No. The only thing Jason changed in the entire script was one panel: Fabien wrote the last shot of Gwenny to have a tear trickling down her cheek, and Jason decided to keep her expression more blank and ambiguous.
That's amazing. The whole book is just so… Jason.
Yeah, Fabien Vehlmann is a great French comics writer who works with a lot of people, and he has these chameleonic skills. The great Belgian comics editor Yvan Delporte (who shepherded Spirou through its best years and wrote The Smurf King) called him "the René Goscinny of the third millennium" and it seems appropriate: Goscinny was also a virtuoso at switching his style to match each cartoonist, if you read Asterix and Lucky Luke you'd never know it was the same guy. Vehlmann wrote the 7 Psychopaths book for the Sean Phillips-drawn BOOM! book, too.
The story is, Fabien and Jason met and got to talking, Fabien told him he had an idea for a book he thought Jason could really make something out it, Jason told him to write it, and he did.
One of the benefits of working in Jason's abstract style is that something that could be really, really gross (the academy for torture) is pretty benign.
Yeah, although much of that is how cleverly Fabien keeps the grisly stuff off panel.
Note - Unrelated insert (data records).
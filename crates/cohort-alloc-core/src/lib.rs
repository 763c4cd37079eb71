// Copyright (c) 2025 Felix Kahle.
//
// Permission is hereby granted, free of charge, to any person obtaining
// a copy of this software and associated documentation files (the
// "Software"), to deal in the Software without restriction, including
// without limitation the rights to use, copy, modify, merge, publish,
// distribute, sublicense, and/or sell copies of the Software, and to
// permit persons to whom the Software is furnished to do so, subject to
// the following conditions:
//
// The above copyright notice and this permission notice shall be
// included in all copies or substantial portions of the Software.
//
// THE SOFTWARE IS PROVIDED "AS IS", WITHOUT WARRANTY OF ANY KIND,
// EXPRESS OR IMPLIED, INCLUDING BUT NOT LIMITED TO THE WARRANTIES OF
// MERCHANTABILITY, FITNESS FOR A PARTICULAR PURPOSE AND
// NONINFRINGEMENT. IN NO EVENT SHALL THE AUTHORS OR COPYRIGHT HOLDERS BE
// LIABLE FOR ANY CLAIM, DAMAGES OR OTHER LIABILITY, WHETHER IN AN ACTION
// OF CONTRACT, TORT OR OTHERWISE, ARISING FROM, OUT OF OR IN CONNECTION
// WITH THE SOFTWARE OR THE USE OR OTHER DEALINGS IN THE SOFTWARE.

//! # Cohort Allocation Core (`cohort-alloc-core`)
//!
//! Numeric building blocks shared by the model and the solver:
//!
//! - [`time`]: `TimePoint<T>`, `TimeDelta<T>` and `TimeInterval<T>` newtypes. All
//!   time values are measured in **minutes**.
//! - [`primitives`]: the generic half-open [`primitives::Interval`].
//! - [`iter`]: the lexicographic [`iter::IndexCombinations`] iterator that drives
//!   candidate enumeration.

use num_traits::{PrimInt, Signed, Zero};
use std::fmt::{Debug, Display};

pub mod iter;
pub mod primitives;
pub mod time;

pub trait SolverVariable: PrimInt + Signed + Zero + Send + Sync + Debug + Display {}
impl<T> SolverVariable for T where T: PrimInt + Signed + Zero + Send + Sync + Debug + Display {}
If you read closely the only torture you see actually going on is the scene where they're beating the bell with the guy's head inside it, which is sort of cute. And the heads all get chopped off off-panel, you just see the severed heads rolling into the panel with funny expressions on their faces. As Bill Gaines would say, it's all done in good taste! Oddly, it's arguably the most kid-friendly Jason book. I mean, it's less violent than Harry Potter.
I don't have many questions. It's just another great Jason book. Reminded me a little of True Grit.
Yeah, the plucky, mouthy little girl. I think it's just a standard character, really. You could probably just as well cite Addie Pray from Paper Moon.
Or Pippi Longstocking, from Jason's neck of the woods.
Kinda, although Pippi is Swedish and Jason Norwegian. Us Scandinavians hate it when you Americans confuse our dinky little countries.
It seems appropriate for this to be the shortest of these interviews, Jason himself being a man of few words.
What's next for Jason?
Actually if you go to Jason's blog, Cats Without Dogs, he's been keeping his fans apprised in great deal as to the progress of his next book, Athos in America. He's already told me what his next book will be, but I'm not supposed to tell. And he hopes to visit the U.S. again in the next year or two.